## What to work on:
In the entries below, every line with the string "RgbaImage" is to be reported.

· · · · · · ·

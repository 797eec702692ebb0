//! Software drawing surface backed by the `image` crate

use super::{Canvas, DrawingContext, Viewport};
use crate::errors::CameraError;
use crate::types::{Rect, SnapshotFormat};
use base64::{engine::general_purpose::STANDARD, Engine as _};
use image::{DynamicImage, ImageFormat, Rgba, RgbaImage};
use std::io::Cursor;

/// Axis-aligned affine transform: `device = user * scale + offset`
#[derive(Debug, Clone, Copy, PartialEq)]
struct Transform {
    scale_x: f64,
    scale_y: f64,
    offset_x: f64,
    offset_y: f64,
}

impl Default for Transform {
    fn default() -> Self {
        Self {
            scale_x: 1.0,
            scale_y: 1.0,
            offset_x: 0.0,
            offset_y: 0.0,
        }
    }
}

impl Transform {
    fn to_user(&self, x: f64, y: f64) -> (f64, f64) {
        (
            (x - self.offset_x) / self.scale_x,
            (y - self.offset_y) / self.scale_y,
        )
    }
}

/// In-memory canvas that samples viewport frames with nearest-neighbour
/// scaling and encodes to PNG or JPEG data URIs.
#[derive(Debug, Clone)]
pub struct ImageCanvas {
    buffer: RgbaImage,
    transform: Transform,
}

impl Default for ImageCanvas {
    fn default() -> Self {
        Self::new()
    }
}

impl ImageCanvas {
    pub fn new() -> Self {
        Self {
            buffer: RgbaImage::new(0, 0),
            transform: Transform::default(),
        }
    }

    pub fn width(&self) -> u32 {
        self.buffer.width()
    }

    pub fn height(&self) -> u32 {
        self.buffer.height()
    }

    pub fn pixel(&self, x: u32, y: u32) -> Option<[u8; 4]> {
        self.buffer.get_pixel_checked(x, y).map(|p| p.0)
    }
}

impl DrawingContext for ImageCanvas {
    fn translate(&mut self, x: f64, y: f64) {
        self.transform.offset_x += self.transform.scale_x * x;
        self.transform.offset_y += self.transform.scale_y * y;
    }

    fn scale(&mut self, x: f64, y: f64) {
        self.transform.scale_x *= x;
        self.transform.scale_y *= y;
    }

    fn draw_image(
        &mut self,
        source: &dyn Viewport,
        source_rect: Rect,
        destination: Rect,
    ) -> Result<(), CameraError> {
        let frame = source.current_frame().ok_or_else(|| {
            CameraError::Configuration("viewport has no frame to draw".to_string())
        })?;
        if !frame.is_valid() {
            return Err(CameraError::Encoding(format!(
                "frame buffer does not match {}x{} RGB",
                frame.width, frame.height
            )));
        }
        if destination.width <= 0.0 || destination.height <= 0.0 {
            return Ok(());
        }

        let transform = self.transform;
        for (x, y, pixel) in self.buffer.enumerate_pixels_mut() {
            let (ux, uy) = transform.to_user(x as f64 + 0.5, y as f64 + 0.5);
            let rel_x = (ux - destination.x) / destination.width;
            let rel_y = (uy - destination.y) / destination.height;
            if !(0.0..1.0).contains(&rel_x) || !(0.0..1.0).contains(&rel_y) {
                continue;
            }

            let sx = (source_rect.x + rel_x * source_rect.width).floor();
            let sy = (source_rect.y + rel_y * source_rect.height).floor();
            if sx < 0.0 || sy < 0.0 || sx >= frame.width as f64 || sy >= frame.height as f64 {
                continue;
            }

            let idx = ((sy as usize) * frame.width as usize + sx as usize) * 3;
            *pixel = Rgba([frame.data[idx], frame.data[idx + 1], frame.data[idx + 2], 255]);
        }

        Ok(())
    }
}

impl Canvas for ImageCanvas {
    fn set_pixel_size(&mut self, width: u32, height: u32) {
        self.buffer = RgbaImage::new(width, height);
        self.transform = Transform::default();
    }

    fn context(&mut self) -> &mut dyn DrawingContext {
        self
    }

    fn encode(&self, format: SnapshotFormat) -> Result<String, CameraError> {
        // Hosts return this for zero-area canvases
        if self.buffer.width() == 0 || self.buffer.height() == 0 {
            return Ok("data:,".to_string());
        }

        let image = DynamicImage::ImageRgba8(self.buffer.clone());
        let mut bytes = Cursor::new(Vec::new());
        match format {
            SnapshotFormat::Png => image.write_to(&mut bytes, ImageFormat::Png),
            SnapshotFormat::Jpeg => {
                DynamicImage::ImageRgb8(image.to_rgb8()).write_to(&mut bytes, ImageFormat::Jpeg)
            }
        }
        .map_err(|e| CameraError::Encoding(format!("Failed to encode snapshot: {}", e)))?;

        Ok(format!(
            "data:{};base64,{}",
            format.mime_type(),
            STANDARD.encode(bytes.into_inner())
        ))
    }
}

#[cfg(test)]
mod tests {
    use super::*;
    use crate::testing::{synthetic_video_frame, MockViewport};

    fn striped_viewport() -> MockViewport {
        // left half red, right half blue
        let mut data = Vec::new();
        for _y in 0..2 {
            for x in 0..4 {
                if x < 2 {
                    data.extend_from_slice(&[255, 0, 0]);
                } else {
                    data.extend_from_slice(&[0, 0, 255]);
                }
            }
        }
        let mut viewport = MockViewport::new(4, 2, 4.0);
        viewport.frame = Some(crate::types::CameraFrame::new(data, 4, 2, "cam".to_string()));
        viewport
    }

    #[test]
    fn test_draw_scales_to_destination() {
        let viewport = striped_viewport();
        let mut canvas = ImageCanvas::new();
        canvas.set_pixel_size(8, 4);
        canvas
            .context()
            .draw_image(&viewport, Rect::new(0.0, 0.0, 4.0, 2.0), Rect::new(0.0, 0.0, 8.0, 4.0))
            .unwrap();

        assert_eq!(canvas.pixel(0, 0), Some([255, 0, 0, 255]));
        assert_eq!(canvas.pixel(7, 3), Some([0, 0, 255, 255]));
    }

    #[test]
    fn test_horizontal_flip_mirrors_output() {
        let viewport = striped_viewport();
        let mut canvas = ImageCanvas::new();
        canvas.set_pixel_size(4, 2);
        let ctx = canvas.context();
        ctx.translate(4.0, 0.0);
        ctx.scale(-1.0, 1.0);
        ctx.draw_image(&viewport, Rect::new(0.0, 0.0, 4.0, 2.0), Rect::new(0.0, 0.0, 4.0, 2.0))
            .unwrap();

        assert_eq!(canvas.pixel(0, 0), Some([0, 0, 255, 255]));
        assert_eq!(canvas.pixel(3, 0), Some([255, 0, 0, 255]));
    }

    #[test]
    fn test_vertical_offset_leaves_bars_transparent() {
        let viewport = striped_viewport();
        let mut canvas = ImageCanvas::new();
        canvas.set_pixel_size(4, 4);
        canvas
            .context()
            .draw_image(&viewport, Rect::new(0.0, 0.0, 4.0, 2.0), Rect::new(0.0, 1.0, 4.0, 2.0))
            .unwrap();

        assert_eq!(canvas.pixel(0, 0), Some([0, 0, 0, 0]));
        assert_eq!(canvas.pixel(0, 1), Some([255, 0, 0, 255]));
        assert_eq!(canvas.pixel(0, 3), Some([0, 0, 0, 0]));
    }

    #[test]
    fn test_resize_resets_transform() {
        let mut canvas = ImageCanvas::new();
        canvas.set_pixel_size(2, 2);
        canvas.context().scale(-1.0, 1.0);
        canvas.set_pixel_size(2, 2);
        assert_eq!(canvas.transform, Transform::default());
    }

    #[test]
    fn test_encode_png_and_jpeg_data_uris() {
        let mut viewport = MockViewport::new(16, 9, 16.0);
        viewport.frame = Some(synthetic_video_frame(1, 16, 9));
        let mut canvas = ImageCanvas::new();
        canvas.set_pixel_size(16, 9);
        canvas
            .context()
            .draw_image(&viewport, Rect::new(0.0, 0.0, 16.0, 9.0), Rect::new(0.0, 0.0, 16.0, 9.0))
            .unwrap();

        let png = canvas.encode(SnapshotFormat::Png).unwrap();
        assert!(png.starts_with("data:image/png;base64,"));
        let jpeg = canvas.encode(SnapshotFormat::Jpeg).unwrap();
        assert!(jpeg.starts_with("data:image/jpeg;base64,"));
    }

    #[test]
    fn test_empty_canvas_encodes_placeholder() {
        let canvas = ImageCanvas::new();
        assert_eq!(canvas.encode(SnapshotFormat::Png).unwrap(), "data:,");
    }

    #[test]
    fn test_draw_without_frame_fails() {
        let viewport = MockViewport::new(4, 2, 4.0);
        let mut canvas = ImageCanvas::new();
        canvas.set_pixel_size(4, 2);
        let result = canvas.context().draw_image(
            &viewport,
            Rect::new(0.0, 0.0, 4.0, 2.0),
            Rect::new(0.0, 0.0, 4.0, 2.0),
        );
        assert!(matches!(result, Err(CameraError::Configuration(_))));
    }
}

· · · · · · ·

## Response to the task:
use image::{DynamicImage, ImageFormat, Rgba, RgbaImage};
    buffer: RgbaImage,
            buffer: RgbaImage::new(0, 0),
        self.buffer = RgbaImage::new(width, height);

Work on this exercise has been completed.